Do you support tax-funded government-run medicine, too?
This is the same thing, only with education.
Enough is enough.
If a group of parents wants to form an education cooperative, fine. That’s their prerogative.
But compelling everyone else by threat of force to participate in and PAY for it, even people who don’t have school age children, is collectivism.
My, how times have changed.
No. However, those are two different issues.
This is the same thing, only with education.
Not necessarily.
Enough is enough.
I don't disagree. However, strategically, it makes more sense to try to recapture an institution that is not going to go away than to try to abolish it. The only chance to disassemble the public education system is to first gain control of it. Even then, I doubt it happens because too many people want public education, even many people who are complaining about what is being taught. The vast majority of the critics of the public education want it reformed, not eliminated.
But compelling everyone else by threat of force to participate in and PAY for it, even people who dont have school age children, is collectivism.
Any society is going to have some degree of collectivism. The question is where you draw the line.
See http://www.sepschool.org/
Unrelated to our discussion, how old is this website? Some of the supporter information seems to be 10 years or more out of date. In the banner on the right hand side, there is featured supporter who was forced to abandon his pastorate because of serious charges of marital infidelity and as a result of these accusations to close down the organization that he is shown to be affiliated with. It might be wise to drop that listing. In the full list of supporters, numerous updates are needed.

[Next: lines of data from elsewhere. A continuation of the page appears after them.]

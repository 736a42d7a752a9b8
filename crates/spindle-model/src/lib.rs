//! # spindle-model — slot game state and round outcomes
//!
//! The data side of the Spindle slot machine: bet/win scalars with change
//! notification, the settled symbol board, win lines, round-result payload
//! parsing, and the outcome-source boundary with its local fallback table.
//!
//! Nothing in this crate animates or renders; it is consumed by
//! `spindle-reels`, which turns board changes into reel transitions.

pub mod board;
pub mod error;
pub mod game;
pub mod observe;
pub mod outcome;
pub mod round;
pub mod winline;

pub use board::{Board, BOARD_CELLS, REEL_COUNT, ROWS_PER_REEL};
pub use error::ParseError;
pub use game::{GameModel, MAX_BET, MIN_BET};
pub use observe::Listeners;
pub use outcome::{LocalOutcomeTable, OutcomeError, OutcomeSource};
pub use round::{RawRoundResult, RoundResult};
pub use winline::WinLine;
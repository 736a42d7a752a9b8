//! Board — the settled grid of symbol indices.

use serde::{Deserialize, Serialize};

use crate::error::ParseError;

/// Number of reels on the board.
pub const REEL_COUNT: usize = 5;

/// Visible rows per reel.
pub const ROWS_PER_REEL: usize = 3;

/// Flat cell count of a settled board.
pub const BOARD_CELLS: usize = REEL_COUNT * ROWS_PER_REEL;

/// Settled outcome grid: a flat, reel-major sequence of 0-based symbol
/// indices (`cell = reel * 3 + row`). Replaced atomically each round; an
/// empty board means a round is in flight with no outcome yet.
#[derive(Debug, Clone, Default, PartialEq, Eq, Serialize, Deserialize)]
pub struct Board(Vec<usize>);

impl Board {
    /// Empty board (round started, outcome pending).
    pub fn empty() -> Self {
        Self(Vec::new())
    }

    /// Parse the wire form: 15 comma-separated 1-based symbol indices,
    /// e.g. `"3,1,4,1,5,9,2,6,5,3,5,8,9,7,9"`.
    pub fn parse(raw: &str) -> Result<Self, ParseError> {
        let cells = raw
            .split(',')
            .map(|cell| {
                let value = cell
                    .trim()
                    .parse::<u64>()
                    .map_err(|_| ParseError::InvalidSymbolIndex(cell.to_string()))?;
                if value == 0 {
                    return Err(ParseError::SymbolIndexOutOfRange(value));
                }
                Ok((value - 1) as usize)
            })
            .collect::<Result<Vec<_>, _>>()?;

        if cells.len() != BOARD_CELLS {
            return Err(ParseError::WrongBoardSize(cells.len()));
        }
        Ok(Self(cells))
    }

    /// Build from already 0-based cells (tests, canned results).
    pub fn from_cells(cells: Vec<usize>) -> Result<Self, ParseError> {
        if cells.len() != BOARD_CELLS {
            return Err(ParseError::WrongBoardSize(cells.len()));
        }
        Ok(Self(cells))
    }

    #[inline]
    pub fn is_empty(&self) -> bool {
        self.0.is_empty()
    }

    #[inline]
    pub fn cells(&self) -> &[usize] {
        &self.0
    }

    /// The 3 cells for one reel, top to bottom.
    ///
    /// Panics on an empty board or an out-of-range reel; callers only slice
    /// a populated board.
    pub fn reel_slice(&self, reel: usize) -> &[usize] {
        let start = reel * ROWS_PER_REEL;
        &self.0[start..start + ROWS_PER_REEL]
    }
}
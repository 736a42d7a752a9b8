//! Round result — wire payload and its parsed form.

use serde::{Deserialize, Serialize};

use crate::board::Board;
use crate::error::ParseError;
use crate::winline::WinLine;

/// The outcome service's JSON shape, exactly as it arrives:
/// board as one comma-joined string, win lines as `num~win~indexes` strings.
#[derive(Debug, Clone, Serialize, Deserialize)]
pub struct RawRoundResult {
    pub win: u64,
    pub board: String,
    pub winlines: Vec<String>,
}

/// A fully parsed round outcome.
#[derive(Debug, Clone, PartialEq, Eq)]
pub struct RoundResult {
    /// Total round payout as reported by the service.
    pub win: u64,
    /// Settled board, 0-based cells.
    pub board: Board,
    /// Winning lines, possibly empty.
    pub win_lines: Vec<WinLine>,
}

impl RoundResult {
    /// Parse a raw JSON payload string.
    pub fn from_json(json: &str) -> Result<Self, ParseError> {
        let raw: RawRoundResult = serde_json::from_str(json)?;
        Self::try_from(raw)
    }
}

impl TryFrom<RawRoundResult> for RoundResult {
    type Error = ParseError;

    fn try_from(raw: RawRoundResult) -> Result<Self, ParseError> {
        let board = Board::parse(&raw.board)?;
        let win_lines = raw
            .winlines
            .iter()
            .map(|line| WinLine::parse(line))
            .collect::<Result<Vec<_>, _>>()?;
        Ok(Self {
            win: raw.win,
            board,
            win_lines,
        })
    }
}

#[cfg(test)]
mod tests {
    use super::*;

    #[test]
    fn test_reference_payload_end_to_end() {
        let result = RoundResult::from_json(
            r#"{"win":25,"board":"3,1,4,1,5,9,2,6,5,3,5,8,9,7,9","winlines":["0~25~0,1,2"]}"#,
        )
        .unwrap();

        assert_eq!(result.win, 25);
        assert_eq!(
            result.board.cells(),
            &[2, 0, 3, 0, 4, 8, 1, 5, 4, 2, 4, 7, 8, 6, 8]
        );
        assert_eq!(result.win_lines.len(), 1);
        assert_eq!(result.win_lines[0].num, 0);
        assert_eq!(result.win_lines[0].win, 25);
        assert_eq!(result.win_lines[0].board_symbol_indexes, vec![0, 1, 2]);
    }

    #[test]
    fn test_losing_payload_has_no_lines() {
        let result = RoundResult::from_json(
            r#"{"win":0,"board":"1,2,3,4,5,6,7,8,9,10,1,2,3,4,5","winlines":[]}"#,
        )
        .unwrap();
        assert_eq!(result.win, 0);
        assert!(result.win_lines.is_empty());
    }

    #[test]
    fn test_bad_board_propagates() {
        let err = RoundResult::from_json(r#"{"win":0,"board":"1,2,3","winlines":[]}"#);
        assert!(matches!(err, Err(ParseError::WrongBoardSize(3))));
    }
}
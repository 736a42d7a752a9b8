//! FIFO queue of frame-polled transitions.
//!
//! Round phases (spin start, spin stop) are long-running and must execute
//! strictly in arrival order, at most one in flight. A [`Transition`] is
//! begun once and then polled every frame until it reports completion;
//! the next queued transition begins on the same frame its predecessor
//! finishes.

use std::collections::VecDeque;

/// A queued unit of work driven by the frame loop.
pub trait Transition<C> {
    /// Called exactly once, on the frame this transition reaches the
    /// front of the queue.
    fn begin(&mut self, ctx: &mut C, now_ms: f64);

    /// Called every frame after `begin`; return `true` when done.
    fn update(&mut self, ctx: &mut C, now_ms: f64, dt: f64) -> bool;
}

pub struct ActionQueue<C> {
    queue: VecDeque<Box<dyn Transition<C> + Send>>,
    started: bool,
}

impl<C> Default for ActionQueue<C> {
    fn default() -> Self {
        Self::new()
    }
}

impl<C> ActionQueue<C> {
    pub fn new() -> Self {
        Self {
            queue: VecDeque::new(),
            started: false,
        }
    }

    pub fn push(&mut self, transition: Box<dyn Transition<C> + Send>) {
        self.queue.push_back(transition);
    }

    #[inline]
    pub fn is_empty(&self) -> bool {
        self.queue.is_empty()
    }

    #[inline]
    pub fn len(&self) -> usize {
        self.queue.len()
    }

    /// Drive the front transition for one frame. Finished transitions are
    /// popped and their successors begun within the same call, so a chain
    /// of instantly-completing transitions drains in one frame.
    pub fn update(&mut self, ctx: &mut C, now_ms: f64, dt: f64) {
        loop {
            let Some(front) = self.queue.front_mut() else {
                return;
            };
            if !self.started {
                front.begin(ctx, now_ms);
                self.started = true;
            }
            if !front.update(ctx, now_ms, dt) {
                return;
            }
            self.queue.pop_front();
            self.started = false;
        }
    }
}

#[cfg(test)]
mod tests {
    use super::*;

    #[derive(Default)]
    struct Log {
        events: Vec<String>,
    }

    struct Countdown {
        name: &'static str,
        frames: u32,
    }

    impl Transition<Log> for Countdown {
        fn begin(&mut self, ctx: &mut Log, _now_ms: f64) {
            ctx.events.push(format!("{} begin", self.name));
        }

        fn update(&mut self, ctx: &mut Log, _now_ms: f64, _dt: f64) -> bool {
            if self.frames == 0 {
                ctx.events.push(format!("{} done", self.name));
                return true;
            }
            self.frames -= 1;
            false
        }
    }

    #[test]
    fn test_runs_one_at_a_time_in_order() {
        let mut log = Log::default();
        let mut queue: ActionQueue<Log> = ActionQueue::new();
        queue.push(Box::new(Countdown { name: "a", frames: 2 }));
        queue.push(Box::new(Countdown { name: "b", frames: 1 }));

        let mut now = 0.0;
        while !queue.is_empty() {
            now += 16.0;
            queue.update(&mut log, now, 0.016);
        }
        assert_eq!(
            log.events,
            vec!["a begin", "a done", "b begin", "b done"]
        );
    }

    #[test]
    fn test_successor_begins_on_completion_frame() {
        let mut log = Log::default();
        let mut queue: ActionQueue<Log> = ActionQueue::new();
        queue.push(Box::new(Countdown { name: "a", frames: 0 }));
        queue.push(Box::new(Countdown { name: "b", frames: 3 }));

        queue.update(&mut log, 16.0, 0.016);
        // "a" finishes instantly; "b" must already be begun this frame.
        assert_eq!(log.events, vec!["a begin", "a done", "b begin"]);
        assert_eq!(queue.len(), 1);
    }

    #[test]
    fn test_push_while_running_waits_its_turn() {
        let mut log = Log::default();
        let mut queue: ActionQueue<Log> = ActionQueue::new();
        queue.push(Box::new(Countdown { name: "a", frames: 5 }));
        queue.update(&mut log, 16.0, 0.016);

        queue.push(Box::new(Countdown { name: "b", frames: 0 }));
        queue.update(&mut log, 32.0, 0.016);
        assert_eq!(log.events, vec!["a begin"]);

        let mut now = 32.0;
        while !queue.is_empty() {
            now += 16.0;
            queue.update(&mut log, now, 0.016);
        }
        assert_eq!(
            log.events,
            vec!["a begin", "a done", "b begin", "b done"]
        );
    }

    #[test]
    fn test_empty_queue_update_is_a_no_op() {
        let mut log = Log::default();
        let mut queue: ActionQueue<Log> = ActionQueue::new();
        queue.update(&mut log, 16.0, 0.016);
        assert!(log.events.is_empty());
        assert!(queue.is_empty());
    }
}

> No. However, those are two different issues.
If the one-siz-fits-all, tax-funded, government-run approach is inappropriate for medicine, what makes it appropriate for education?

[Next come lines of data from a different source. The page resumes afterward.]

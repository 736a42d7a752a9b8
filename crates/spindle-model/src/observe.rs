//! Typed listener registries.
//!
//! Each event kind is its own `Listeners<T>` field on the model rather than
//! a string-keyed channel on one generic emitter; dispatch is synchronous
//! and in subscription order. No subscribers means emit is a silent no-op.

/// Callback registry for one event kind.
pub struct Listeners<T> {
    subs: Vec<Box<dyn FnMut(&T) + Send>>,
}

impl<T> Listeners<T> {
    pub fn new() -> Self {
        Self { subs: Vec::new() }
    }

    /// Register a listener. Listeners cannot be removed; they live as long
    /// as the model does.
    pub fn subscribe(&mut self, listener: impl FnMut(&T) + Send + 'static) {
        self.subs.push(Box::new(listener));
    }

    /// Synchronously invoke every listener with `value`.
    pub fn emit(&mut self, value: &T) {
        for sub in &mut self.subs {
            sub(value);
        }
    }

    #[inline]
    pub fn is_empty(&self) -> bool {
        self.subs.is_empty()
    }
}

impl<T> Default for Listeners<T> {
    fn default() -> Self {
        Self::new()
    }
}
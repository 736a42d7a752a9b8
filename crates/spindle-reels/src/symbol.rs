//! SymbolCell — retained render state for one visible reel slot.

/// One cell on a reel strip.
///
/// The core mutates these; the rendering layer reads them each frame and
/// maps `texture` to an actual sprite, `y` to a vertical offset in pixels
/// and `brightness` to a color filter (1.0 = neutral).
#[derive(Debug, Clone, PartialEq)]
pub struct SymbolCell {
    /// Texture index into the embedder's symbol atlas.
    pub texture: usize,
    /// Vertical offset in pixels; negative while in the wraparound buffer.
    pub y: f64,
    /// Highlight brightness: 1.0 neutral, >1 lit, <1 dimmed.
    pub brightness: f64,
}

impl SymbolCell {
    pub fn new(texture: usize, y: f64) -> Self {
        Self {
            texture,
            y,
            brightness: 1.0,
        }
    }
}
//! Easing Curves
//!
//! The fixed curve set used by reel motion and win presentation.

use serde::{Deserialize, Serialize};
use std::f64::consts::{FRAC_PI_2, PI};

/// Easing curve, mapping normalized progress `t ∈ [0, 1]` to an output value.
///
/// `evaluate` deliberately does not clamp: the back curves overshoot outside
/// `[0, 1]` and that overshoot is what produces the reel settle bounce. The
/// formulas are defined for all real `t`; only `[0, 1]` is meaningful.
#[derive(Debug, Clone, Copy, PartialEq, Serialize, Deserialize)]
#[serde(tag = "type", rename_all = "snake_case")]
pub enum Easing {
    /// Constant rate, `y = t`
    Linear,
    /// Pull back before accelerating, `y = t²((k+1)t − k)`
    BackIn { amount: f64 },
    /// Overshoot then settle, `y = (t−1)²((k+1)(t−1) + k) + 1`
    BackOut { amount: f64 },
    /// Folded sine pulse, `y = 1 − |sin(π·t·k − π/2)|`
    ///
    /// Zero at both ends for integer `k`; `k` controls pulse count.
    Sin { amount: f64 },
}

impl Easing {
    /// Evaluate the curve at progress `t`.
    #[inline]
    pub fn evaluate(&self, t: f64) -> f64 {
        match *self {
            Easing::Linear => t,
            Easing::BackIn { amount } => t * t * ((amount + 1.0) * t - amount),
            Easing::BackOut { amount } => {
                let u = t - 1.0;
                u * u * ((amount + 1.0) * u + amount) + 1.0
            }
            Easing::Sin { amount } => 1.0 - (PI * t * amount - FRAC_PI_2).sin().abs(),
        }
    }
}

/// Linear interpolation between `a` and `b`.
///
/// `lerp(a, b, 0) == a` and `lerp(a, b, 1) == b`; `t` outside `[0, 1]`
/// extrapolates, which the back curves rely on.
#[inline]
pub fn lerp(a: f64, b: f64, t: f64) -> f64 {
    a * (1.0 - t) + b * t
}
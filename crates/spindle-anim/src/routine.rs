//! Routine — a tween driving an effect callback
//!
//! The full coroutine contract: each resume applies the eased value through
//! an effect closure; after the duration elapses the effect runs once with
//! the curve value at `t = 1`, then the completion callback fires exactly
//! once, then the routine is retired.

use crate::easing::Easing;
use crate::tween::{Step, Tween};

type Effect = Box<dyn FnMut(f64) + Send>;
type Completion = Box<dyn FnOnce() + Send>;

/// A scheduled animation unit.
///
/// Completion notification is optional; the two shapes get separate
/// constructors rather than one overloaded parameter slot.
pub struct Routine {
    tween: Tween,
    effect: Effect,
    on_complete: Option<Completion>,
}

impl Routine {
    /// Routine that invokes `on_complete` after its final effect call.
    pub fn with_callback(
        effect: impl FnMut(f64) + Send + 'static,
        easing: Easing,
        on_complete: impl FnOnce() + Send + 'static,
        duration_ms: f64,
    ) -> Self {
        Self {
            tween: Tween::new(easing, duration_ms),
            effect: Box::new(effect),
            on_complete: Some(Box::new(on_complete)),
        }
    }

    /// Routine with no completion callback.
    pub fn fire_and_forget(
        effect: impl FnMut(f64) + Send + 'static,
        easing: Easing,
        duration_ms: f64,
    ) -> Self {
        Self {
            tween: Tween::new(easing, duration_ms),
            effect: Box::new(effect),
            on_complete: None,
        }
    }

    /// Resume the routine. Returns `true` once it has retired; further
    /// resumes are no-ops.
    pub fn tick(&mut self, now_ms: f64) -> bool {
        match self.tween.tick(now_ms) {
            Step::Running(eased) => {
                (self.effect)(eased);
                false
            }
            Step::Finished(eased) => {
                (self.effect)(eased);
                if let Some(callback) = self.on_complete.take() {
                    callback();
                }
                true
            }
            Step::Idle => true,
        }
    }

    /// Whether the routine has run to completion.
    #[inline]
    pub fn is_finished(&self) -> bool {
        self.tween.is_spent()
    }
}

#[cfg(test)]
mod tests {
    use super::*;
    use std::sync::atomic::{AtomicUsize, Ordering};
    use std::sync::Arc;

    #[test]
    fn test_effect_sees_final_value_once() {
        let values = Arc::new(parking_lot::Mutex::new(Vec::new()));
        let sink = values.clone();
        let mut routine = Routine::fire_and_forget(
            move |t| sink.lock().push(t),
            Easing::Linear,
            100.0,
        );

        for frame in 0..8 {
            routine.tick(frame as f64 * 20.0);
        }

        let seen = values.lock();
        // 0, 0.2, 0.4, 0.6, 0.8, then the final 1.0 — and nothing after.
        assert_eq!(seen.len(), 6);
        assert_eq!(*seen.last().unwrap(), 1.0);
        assert_eq!(seen.iter().filter(|&&v| v == 1.0).count(), 1);
    }

    #[test]
    fn test_completion_fires_exactly_once_after_final_effect() {
        let effect_calls = Arc::new(AtomicUsize::new(0));
        let completions = Arc::new(AtomicUsize::new(0));
        let effects = effect_calls.clone();
        let effects_at_completion = effect_calls.clone();
        let done = completions.clone();

        let mut routine = Routine::with_callback(
            move |_| {
                effects.fetch_add(1, Ordering::SeqCst);
            },
            Easing::Linear,
            move || {
                // The final effect call has already happened.
                assert!(effects_at_completion.load(Ordering::SeqCst) > 0);
                done.fetch_add(1, Ordering::SeqCst);
            },
            50.0,
        );

        routine.tick(0.0);
        assert_eq!(completions.load(Ordering::SeqCst), 0);
        assert!(routine.tick(60.0));
        assert!(routine.tick(70.0));
        assert!(routine.tick(80.0));
        assert_eq!(completions.load(Ordering::SeqCst), 1);
    }

    #[test]
    fn test_retired_routine_stops_driving_effect() {
        let calls = Arc::new(AtomicUsize::new(0));
        let counter = calls.clone();
        let mut routine = Routine::fire_and_forget(
            move |_| {
                counter.fetch_add(1, Ordering::SeqCst);
            },
            Easing::Linear,
            10.0,
        );

        routine.tick(0.0);
        routine.tick(20.0);
        let after_finish = calls.load(Ordering::SeqCst);
        routine.tick(30.0);
        routine.tick(40.0);
        assert_eq!(calls.load(Ordering::SeqCst), after_finish);
    }
}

> The vast majority of the critics of the public education
> want it reformed, not eliminated.
Argumentum ad populum. The “majority of critics” is not a valid argument. Discuss the pros and cons of tax-funded, government-run, collectivized education in their own merits, rather than whether an aggregate supports them.

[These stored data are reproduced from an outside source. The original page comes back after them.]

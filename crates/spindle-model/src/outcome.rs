//! Outcome source boundary.
//!
//! The network client that resolves a bet lives outside this crate; the core
//! consumes it through [`OutcomeSource`]. [`LocalOutcomeTable`] is the
//! canned-result fallback the session drops to when the remote source has
//! persistently failed, and doubles as the simulator's only source.

use rand::prelude::*;
use thiserror::Error;

use crate::error::ParseError;
use crate::round::{RawRoundResult, RoundResult};

/// Failure from an outcome source.
#[derive(Error, Debug)]
pub enum OutcomeError {
    #[error("outcome service unavailable: {0}")]
    Unavailable(String),

    #[error(transparent)]
    Parse(#[from] ParseError),
}

/// Resolves a bet into a settled round.
///
/// Implementations own their retry policy; by the time a `RoundResult` comes
/// back it is final. The session absorbs errors by falling back to the local
/// table, so no failure from here ever reaches the player path.
pub trait OutcomeSource {
    fn place_bet(&mut self, bet: u32) -> Result<RoundResult, OutcomeError>;
}

/// Canned round results, picked uniformly at random.
///
/// Payloads are stored in the wire shape and parsed on use, so the fallback
/// path exercises exactly the same decoding as a live response.
pub struct LocalOutcomeTable {
    entries: Vec<RawRoundResult>,
    rng: StdRng,
}

impl LocalOutcomeTable {
    /// Built-in table with a spread of losing and winning rounds.
    pub fn new() -> Self {
        Self::with_rng(StdRng::from_os_rng())
    }

    /// Deterministic table for tests and the simulator.
    pub fn seeded(seed: u64) -> Self {
        Self::with_rng(StdRng::seed_from_u64(seed))
    }

    fn with_rng(rng: StdRng) -> Self {
        let entries = vec![
            RawRoundResult {
                win: 0,
                board: "5,2,9,1,7,3,8,4,10,6,2,5,9,1,7".into(),
                winlines: vec![],
            },
            RawRoundResult {
                win: 0,
                board: "2,8,4,10,1,6,3,9,5,7,2,8,4,10,1".into(),
                winlines: vec![],
            },
            RawRoundResult {
                win: 25,
                board: "3,1,4,1,5,9,2,6,5,3,5,8,9,7,9".into(),
                winlines: vec!["0~25~0,1,2".into()],
            },
            RawRoundResult {
                win: 60,
                board: "7,7,2,7,3,5,7,6,1,9,4,8,2,10,3".into(),
                winlines: vec!["1~60~0,3,6".into()],
            },
            RawRoundResult {
                win: 145,
                board: "4,6,6,2,6,9,5,6,1,8,6,3,10,6,7".into(),
                winlines: vec!["2~45~1,4,7,10,13".into(), "5~100~2,5,8".into()],
            },
        ];
        Self { entries, rng }
    }
}

impl Default for LocalOutcomeTable {
    fn default() -> Self {
        Self::new()
    }
}

impl OutcomeSource for LocalOutcomeTable {
    fn place_bet(&mut self, bet: u32) -> Result<RoundResult, OutcomeError> {
        let pick = self.rng.random_range(0..self.entries.len());
        log::debug!("[Outcome] local table entry {pick} for bet {bet}");
        Ok(RoundResult::try_from(self.entries[pick].clone())?)
    }
}

#[cfg(test)]
mod tests {
    use super::*;
    use crate::board::BOARD_CELLS;

    #[test]
    fn test_every_entry_parses() {
        let mut table = LocalOutcomeTable::seeded(1);
        for _ in 0..50 {
            let result = table.place_bet(1).unwrap();
            assert_eq!(result.board.cells().len(), BOARD_CELLS);
        }
    }

    #[test]
    fn test_seeded_table_is_deterministic() {
        let mut a = LocalOutcomeTable::seeded(42);
        let mut b = LocalOutcomeTable::seeded(42);
        for _ in 0..10 {
            assert_eq!(a.place_bet(1).unwrap(), b.place_bet(1).unwrap());
        }
    }

    #[test]
    fn test_table_contains_wins_and_losses() {
        let mut table = LocalOutcomeTable::seeded(7);
        let mut saw_win = false;
        let mut saw_loss = false;
        for _ in 0..100 {
            let result = table.place_bet(1).unwrap();
            if result.win_lines.is_empty() {
                saw_loss = true;
            } else {
                saw_win = true;
            }
        }
        assert!(saw_win && saw_loss);
    }
}
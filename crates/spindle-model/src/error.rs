//! Error types for wire-payload parsing.

use thiserror::Error;

/// Failure while turning a round-result payload into model types.
#[derive(Error, Debug)]
pub enum ParseError {
    #[error("invalid symbol index '{0}'")]
    InvalidSymbolIndex(String),

    #[error("symbol index {0} is 1-based on the wire and must be >= 1")]
    SymbolIndexOutOfRange(u64),

    #[error("board has {0} cells, expected {expected}", expected = crate::board::BOARD_CELLS)]
    WrongBoardSize(usize),

    #[error("win line '{0}' is not of the form num~win~indexes")]
    MalformedWinLine(String),

    #[error("invalid number '{0}' in win line")]
    InvalidWinLineNumber(String),

    #[error("payload error: {0}")]
    Payload(#[from] serde_json::Error),
}
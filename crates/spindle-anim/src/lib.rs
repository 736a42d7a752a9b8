//! # spindle-anim — frame-driven animation primitives
//!
//! The timing core of the Spindle slot machine: easing curves, resumable
//! timed tweens, effect-driving routines and the per-frame scheduler that
//! resumes them.
//!
//! ## Model
//!
//! Everything is cooperative and single-threaded. The embedder samples a
//! wall-clock timestamp once per rendering frame and passes it down; every
//! animation derives its progress from that timestamp, never from frame
//! counts, so durations stay accurate under frame-rate jitter.
//!
//! ```text
//! host frame loop
//!     │  now_ms
//!     v
//! Scheduler::tick ──> Routine::tick ──> Tween::tick ──> Easing::evaluate
//!                       │                                      │
//!                       └── effect(eased) / on_complete        └── eased t
//! ```

pub mod clock;
pub mod easing;
pub mod routine;
pub mod scheduler;
pub mod tween;

pub use clock::FrameClock;
pub use easing::{lerp, Easing};
pub use routine::Routine;
pub use scheduler::{Scheduler, SpawnHandle};
pub use tween::{Step, Tween};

> Any society is going to have some degree of collectivism.
> The question is where you draw the line.
Free markets are cooperatives, not collectives.
I prefer a cooperative society.
> there is featured supporter who was forced to abandon his
> pastorate because of serious charges of marital infidelity
Argument ad hominem. Look at the arguments for separation of school from state, not who supports them.
Argumentum ad populum. The majority of critics is not a valid argument. Discuss the pros and cons of tax-funded, government-run, collectivized education in their own merits, rather than whether an aggregate supports them.
You did see the opening to that paragraph, right? What part of "I don't disagree" do you not understand? While abolishment of public education would be best, it is not going to happen when a large majority is in favor of it. You can tilt at all the windmills you want but realistically, public education is here to stay. As long as it here, I want conservatives to control it while they work to end it.
I prefer a cooperative society.
Fine but you're not in one now. I doubt a majority agrees with you. Before you incorrectly assert argumentum ad populum again, note that I'm not using it to assert what is right but what is.
Argument ad hominem. Look at the arguments for separation of school from state, not who supports them.
What part of "unrelated to our discussion" did you miss? Argumentum ad hominem would apply if I were arguing against it. I was simply asking you a question because so much of the information about the supporters seemed to be way out of date. (BTW, several of the supporters are acquaintances of mine.) The person I mentioned raised the question immediately in my mind because he has thoroughly discredited himself a few years ago making it odd that he would have a prominent position in the supporters list now.
Socialist/Fascist government schools are the Ring of Mordor, unredeemably evil, unwieldy by design/nature, destroying the nation and humanity they seek to control.